The United States is experiencing “the broadest attack on First Amendment rights in schools and universities this country has seen in generations,” Nadine Farid Johnson, PEN America’s managing director of Washington and Free Expression programs, testified.

Johnson testified before the House Judiciary Committee’s Subcommittee on the Constitution in a hearing on March 23 called “Free Speech: The Biden Administration’s Chilling of Parental Rights.” 

Nadine Farid Johnson’s opening statement

Good afternoon. Thank you Chairman Johnson, Ranking Member Scanlon, and members of the Subcommittee and Committee. My name is Nadine Farid Johnson, and I am the Managing Director for Washington and Free Expression Programs at PEN America. It is an honor to testify today.

I am a daughter of immigrants, a mother of two young, school-aged children, an attorney by training, and a proud American who had the privilege of serving her country under both the Obama and Trump administrations. 

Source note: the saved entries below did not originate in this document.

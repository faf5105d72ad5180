//! # trice-rs: ID registry and trace decoder for trice logs
//!
//! Firmware logs through `TRICE(...)` macros that carry a numeric ID instead
//! of the format string. The strings live on the host in a format table, so
//! the device only sends the ID, an optional timestamp and the raw
//! parameters.
//!
//! ## Architecture
//!
//! - **Build time** ([`id`]): scan the source tree, hand out IDs to new call
//!   sites, rewrite them in place and keep `til.json` / `li.json` current
//! - **Run time** ([`decoder`], [`emitter`], [`pipeline`]): frame the byte
//!   stream from the device, render each record with its format string and
//!   assemble the fragments into timestamped lines
//! - **Communication**: a receiver thread and the decode worker talk over a
//!   bounded crossbeam channel
//!
//! ## Configuration
//!
//! Settings come from `trice.toml`, see [`config`] for where it is looked up.
//!
//! ## Example
//!
//! ```ignore
//! use trice_rs::{
//!     config::TriceConfig,
//!     decoder::Decoder,
//!     emitter::{LineComposer, WriterSink},
//!     id::FormatTable,
//!     pipeline::DecodePipeline,
//! };
//!
//! fn main() -> trice_rs::Result<()> {
//!     let config = TriceConfig::load_or_default(None)?;
//!     let table = FormatTable::load(&config.id.til)?;
//!     let decoder = Decoder::new(table, config.framer_config());
//!     let composer = LineComposer::new(
//!         WriterSink::stdout(),
//!         config.timestamp_format(),
//!         &config.log.prefix,
//!         &config.log.suffix,
//!     );
//!
//!     let pipeline = DecodePipeline::new(config.pipeline_options());
//!     let stats = pipeline.run(std::io::stdin(), decoder, composer)?;
//!     println!("{} records", stats.records);
//!     Ok(())
//! }
//! ```

pub mod config;
pub mod decoder;
pub mod emitter;
pub mod error;
pub mod id;
pub mod pipeline;
pub mod types;

// Re-export commonly used types
pub use config::TriceConfig;
pub use decoder::{Decoded, Decoder, FramerConfig, TraceRecord};
pub use emitter::{ComposedLine, LineComposer, LineSink, TimestampFormat};
pub use error::{Result, ResultExt, TriceError};
pub use id::{FormatTable, IdRegistry, LocationTable, SyncOptions, SyncReport};
pub use pipeline::{DecodePipeline, PipelineOptions, PipelineStats, StopHandle};
pub use types::{IdRange, MacroType, StampWidth, TriceFmt, TriceId};
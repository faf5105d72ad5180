//! ID registry and source synchronization
//!
//! [`IdRegistry`] owns the format table for the duration of one pass over the
//! source tree. A pass runs in three phases:
//!
//! 1. **Load** - read `til.json` and `li.json`, invert the format table and
//!    compute the free [`IdSpace`].
//! 2. **Synchronize** - parse every source file first, withdraw all literal
//!    IDs from the space, then visit call sites in walk order assigning,
//!    reusing or checking IDs. Sources are rewritten in place unless the pass
//!    is a dry run.
//! 3. **Persist** - write the format table if it grew and the rebuilt location
//!    table (full replace).
//!
//! Walk order is the only tie-breaker, so a pass over an unchanged tree is
//! reproducible.

use crate::error::{Result, ResultExt, TriceError};
use crate::id::parser::{apply_edits, CallSite, MacroParser, ParsedSource};
use crate::id::space::{IdPolicy, IdSpace, TableDrift};
use crate::id::table::{FormatTable, Location, LocationTable, ReverseIndex};
use crate::id::walker::{SourceEntry, SourceWalker};
use crate::types::{IdRange, TriceFmt, TriceId};
use std::ops::Range;
use std::path::{Path, PathBuf};

/// Options of one synchronization pass
#[derive(Debug, Clone)]
pub struct SyncOptions {
    /// Allocatable ID range
    pub range: IdRange,
    /// Allocation order
    pub policy: IdPolicy,
    /// Format table file
    pub til: PathBuf,
    /// Location table file, `off`/`none` disables it
    pub li: PathBuf,
    /// Compute everything but leave sources and the format table untouched
    pub dry_run: bool,
    /// Also write reused IDs back into call sites that carried `0`
    pub share_rewrite: bool,
}

impl Default for SyncOptions {
    fn default() -> Self {
        Self {
            range: IdRange::DEFAULT,
            policy: IdPolicy::default(),
            til: PathBuf::from("til.json"),
            li: PathBuf::from("li.json"),
            dry_run: false,
            share_rewrite: false,
        }
    }
}

/// One source file as seen by the registry
#[derive(Debug, Clone)]
pub struct SourceText {
    /// Name used in reports and in the location table
    pub name: String,
    /// File contents
    pub text: String,
}

impl SourceText {
    /// Create a new in-memory source
    pub fn new(name: impl Into<String>, text: impl Into<String>) -> Self {
        Self {
            name: name.into(),
            text: text.into(),
        }
    }
}

/// How the bytes of a source file map to text
#[derive(Debug, Clone, Copy, PartialEq, Eq, Default)]
pub enum SourceEncoding {
    #[default]
    Utf8,
    /// Not valid UTF-8, every byte is read as the char of the same value
    Latin1,
}

impl SourceEncoding {
    /// Decode file contents without losing a byte
    pub fn decode(bytes: Vec<u8>) -> (String, Self) {
        match String::from_utf8(bytes) {
            Ok(text) => (text, Self::Utf8),
            Err(e) => {
                let text = e.into_bytes().into_iter().map(char::from).collect();
                (text, Self::Latin1)
            }
        }
    }

    /// Encode text decoded by [`SourceEncoding::decode`] back to file contents
    pub fn encode(self, text: &str) -> Vec<u8> {
        match self {
            Self::Utf8 => text.as_bytes().to_vec(),
            Self::Latin1 => text
                .chars()
                .map(|c| u8::try_from(c).unwrap_or(b'?'))
                .collect(),
        }
    }
}

/// Read a source file as text
fn read_source(path: &Path) -> Result<(String, SourceEncoding)> {
    let bytes = std::fs::read(path).with_context(|| format!("reading {}", path.display()))?;
    let (text, encoding) = SourceEncoding::decode(bytes);
    if encoding == SourceEncoding::Latin1 {
        tracing::debug!("{} is not UTF-8, reading it byte-wise", path.display());
    }
    Ok((text, encoding))
}

/// Write a source file back in the encoding it was read with
fn write_source(path: &Path, text: &str, encoding: SourceEncoding) -> Result<()> {
    std::fs::write(path, encoding.encode(text))
        .with_context(|| format!("writing {}", path.display()))
}

/// Outcome of a synchronization pass
#[derive(Debug, Default)]
pub struct SyncReport {
    /// Entries added to the format table, in allocation order
    pub added: Vec<(TriceId, TriceFmt)>,
    /// Call sites with `0` resolved to an already known ID
    pub reused: usize,
    /// Call sites whose ID maps to a different format in the table
    pub collisions: Vec<TriceError>,
    /// Malformed call sites, skipped
    pub parse_errors: Vec<TriceError>,
    /// Files that could not be read or written, skipped
    pub io_errors: Vec<TriceError>,
    /// Keys present in only one of the persisted tables
    pub drift: TableDrift,
    /// Names of sources whose text changed
    pub changed: Vec<String>,
}

impl SyncReport {
    /// Whether the format table grew during the pass
    pub fn table_grew(&self) -> bool {
        !self.added.is_empty()
    }
}

/// The registry for one synchronization pass
#[derive(Debug)]
pub struct IdRegistry {
    options: SyncOptions,
    formats: FormatTable,
    reverse: ReverseIndex,
    previous_locations: LocationTable,
    locations: LocationTable,
    space: IdSpace,
    drift: TableDrift,
}

impl IdRegistry {
    /// Load both tables and prepare the ID space
    pub fn load(options: SyncOptions) -> Result<Self> {
        options
            .range
            .validate()
            .map_err(TriceError::Config)?;
        let formats = FormatTable::load(&options.til)?;
        let previous_locations = LocationTable::load(&options.li)?;
        Ok(Self::from_tables(options, formats, previous_locations))
    }

    /// Build a registry from tables already in memory
    pub fn from_tables(
        options: SyncOptions,
        formats: FormatTable,
        previous_locations: LocationTable,
    ) -> Self {
        let reverse = formats.reverse_index();
        let (space, drift) =
            IdSpace::compute(options.range, options.policy, &formats, &previous_locations);
        tracing::info!(
            "Loaded {} formats, {} locations, {} free IDs in {}",
            formats.len(),
            previous_locations.len(),
            space.remaining(),
            options.range
        );
        Self {
            options,
            formats,
            reverse,
            previous_locations,
            locations: LocationTable::new(),
            space,
            drift,
        }
    }

    /// The format table as it currently stands
    pub fn formats(&self) -> &FormatTable {
        &self.formats
    }

    /// The location table rebuilt by the last pass
    pub fn locations(&self) -> &LocationTable {
        &self.locations
    }

    /// The location table loaded at the start of the pass
    pub fn previous_locations(&self) -> &LocationTable {
        &self.previous_locations
    }

    /// Options of this pass
    pub fn options(&self) -> &SyncOptions {
        &self.options
    }

    /// Run the pass over in-memory sources, returning the edited texts
    /// (`None` when a source is unchanged) and the report.
    pub fn synchronize_texts(&mut self, sources: &[SourceText]) -> (Vec<Option<String>>, SyncReport) {
        let parser = MacroParser::new(self.options.range);
        let mut report = SyncReport {
            drift: self.drift.clone(),
            ..SyncReport::default()
        };

        let parsed: Vec<ParsedSource> = sources
            .iter()
            .map(|s| parser.parse(&s.text, &s.name))
            .collect();

        for error in parsed.iter().flat_map(|p| p.errors.iter()) {
            tracing::warn!("{}", error);
        }

        for site in parsed.iter().flat_map(|p| p.sites.iter()) {
            if !site.id.is_sentinel() {
                self.space.reserve(site.id);
            }
        }

        let mut edited = Vec::with_capacity(sources.len());
        for (source, mut file) in sources.iter().zip(parsed) {
            report.parse_errors.append(&mut file.errors);

            let mut edits: Vec<(Range<usize>, String)> = Vec::new();
            for site in &file.sites {
                if let Some(id) = self.visit_site(site, &source.name, &mut report) {
                    edits.push((site.wrapper_span.clone(), site.wrapper_text(id)));
                }
            }

            let new_text = apply_edits(&source.text, &edits);
            if new_text != source.text {
                report.changed.push(source.name.clone());
                edited.push(Some(new_text));
            } else {
                edited.push(None);
            }
        }

        (edited, report)
    }

    /// Handle one call site, returning the ID to write back if any
    fn visit_site(
        &mut self,
        site: &CallSite,
        origin: &str,
        report: &mut SyncReport,
    ) -> Option<TriceId> {
        let fmt = site.fmt();
        let location = Location::new(origin, site.line);

        if site.id.is_sentinel() {
            if let Some(id) = self.reverse.first(&fmt) {
                tracing::debug!("{} reuses ID {} for {}", location, id, fmt);
                report.reused += 1;
                self.locations.record(id, location);
                return self.options.share_rewrite.then_some(id);
            }

            let Some(id) = self.space.next_id() else {
                let error = TriceError::Parse {
                    location: location.to_string(),
                    message: format!("no free ID left in {}", self.options.range),
                };
                tracing::warn!("{}", error);
                report.parse_errors.push(error);
                return None;
            };

            tracing::info!("{} gets new ID {} for {}", location, id, fmt);
            self.add(id, fmt, report);
            self.locations.record(id, location);
            return Some(id);
        }

        match self.formats.get(site.id) {
            Some(existing) if *existing != fmt => {
                let error = TriceError::Collision {
                    id: site.id,
                    kept: existing.to_string(),
                    rejected: fmt.to_string(),
                    location: location.to_string(),
                };
                tracing::warn!("{}", error);
                report.collisions.push(error);
            }
            Some(_) => {}
            None => {
                tracing::info!("{} adds literal ID {} for {}", location, site.id, fmt);
                self.add(site.id, fmt, report);
            }
        }
        self.locations.record(site.id, location);
        None
    }

    fn add(&mut self, id: TriceId, fmt: TriceFmt, report: &mut SyncReport) {
        if self.formats.insert(id, fmt.clone()).is_ok() {
            self.reverse.push(fmt.clone(), id);
            report.added.push((id, fmt));
        }
    }

    /// Run the pass over the files of `walker`, rewriting them unless this is
    /// a dry run. Unreadable or unwritable files are reported and skipped.
    pub fn synchronize(&mut self, walker: &SourceWalker) -> SyncReport {
        self.synchronize_entries(walker.files())
    }

    /// Run the pass over already collected source entries
    pub fn synchronize_entries(&mut self, entries: Vec<SourceEntry>) -> SyncReport {
        let mut io_errors = Vec::new();
        let mut paths = Vec::new();
        let mut sources = Vec::new();

        for entry in entries {
            match read_source(&entry.path) {
                Ok((text, encoding)) => {
                    sources.push(SourceText::new(entry.relative, text));
                    paths.push((entry.path, encoding));
                }
                Err(e) => {
                    tracing::warn!("{}", e);
                    io_errors.push(e);
                }
            }
        }

        let (edited, mut report) = self.synchronize_texts(&sources);
        report.io_errors = io_errors;

        if self.options.dry_run {
            if !report.changed.is_empty() {
                tracing::info!("Dry run: {} files would change", report.changed.len());
            }
            return report;
        }

        for ((path, encoding), text) in paths.iter().zip(edited) {
            let Some(text) = text else { continue };
            if let Err(e) = write_source(path, &text, *encoding) {
                tracing::warn!("{}", e);
                report.io_errors.push(e);
            }
        }
        report
    }

    /// Write the tables back. The format table is written only when it grew
    /// and the pass is not a dry run; the location table is always replaced
    /// unless disabled.
    pub fn persist(&self, report: &SyncReport) -> Result<()> {
        if report.table_grew() && !self.options.dry_run {
            self.formats.save(&self.options.til)?;
            tracing::info!(
                "Wrote {} entries (+{}) to {:?}",
                self.formats.len(),
                report.added.len(),
                self.options.til
            );
        }
        self.locations.save(&self.options.li)?;
        Ok(())
    }
}

/// Load, synchronize and persist in one call
pub fn update(options: SyncOptions, walker: &SourceWalker) -> Result<SyncReport> {
    let mut registry = IdRegistry::load(options)?;
    let report = registry.synchronize(walker);
    registry.persist(&report)?;
    tracing::info!(
        "Sync done: {} new, {} reused, {} collisions, {} parse errors, {} files changed",
        report.added.len(),
        report.reused,
        report.collisions.len(),
        report.parse_errors.len(),
        report.changed.len()
    );
    Ok(report)
}

// ==================== Zeroing ====================

/// Outcome of resetting call-site IDs
#[derive(Debug, Default)]
pub struct ZeroReport {
    /// Number of call sites reset to `0`
    pub zeroed: usize,
    /// Names of sources whose text changed
    pub changed: Vec<String>,
    /// Malformed sites and file errors
    pub errors: Vec<TriceError>,
}

/// Reset every embedded ID of `text` to the sentinel
pub fn zero_text(text: &str, origin: &str) -> (String, usize, Vec<TriceError>) {
    let parser = MacroParser::new(IdRange::new(1, u32::MAX));
    let parsed = parser.parse(text, origin);
    let edits: Vec<(Range<usize>, String)> = parsed
        .sites
        .iter()
        .filter(|s| !s.id.is_sentinel())
        .map(|s| (s.wrapper_span.clone(), s.wrapper_text(TriceId::SENTINEL)))
        .collect();
    (apply_edits(text, &edits), edits.len(), parsed.errors)
}

/// Reset every embedded ID below the walker's roots to `0`
pub fn zero_source_tree(walker: &SourceWalker, dry_run: bool) -> ZeroReport {
    let mut report = ZeroReport::default();
    for entry in walker.files() {
        let (text, encoding) = match read_source(&entry.path) {
            Ok(read) => read,
            Err(e) => {
                tracing::warn!("{}", e);
                report.errors.push(e);
                continue;
            }
        };

        let (new_text, zeroed, mut errors) = zero_text(&text, &entry.relative);
        for e in &errors {
            tracing::warn!("{}", e);
        }
        report.errors.append(&mut errors);
        if zeroed == 0 {
            continue;
        }
        report.zeroed += zeroed;
        report.changed.push(entry.relative.clone());

        if dry_run {
            continue;
        }
        if let Err(e) = write_source(&entry.path, &new_text, encoding) {
            tracing::warn!("{}", e);
            report.errors.push(e);
        }
    }
    tracing::info!(
        "Zeroed {} IDs in {} files{}",
        report.zeroed,
        report.changed.len(),
        if dry_run { " (dry run)" } else { "" }
    );
    report
}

PEN America is a nonprofit, nonpartisan organization that stands at the intersection of literature and human rights to protect free expression in the U.S. and around the globe. We view free speech as an underpinning of democracy and a cause above politics, and we are unwavering in our commitment to upholding this foundational right. 

Today, we are in the midst of the broadest attack on First Amendment rights in schools and universities this country has seen in generations. 

Throughout our nation’s history, we have seen waves of efforts to curtail access to books. At every turn, these censorious efforts have ultimately failed and the rights protected by the First Amendment have been preserved.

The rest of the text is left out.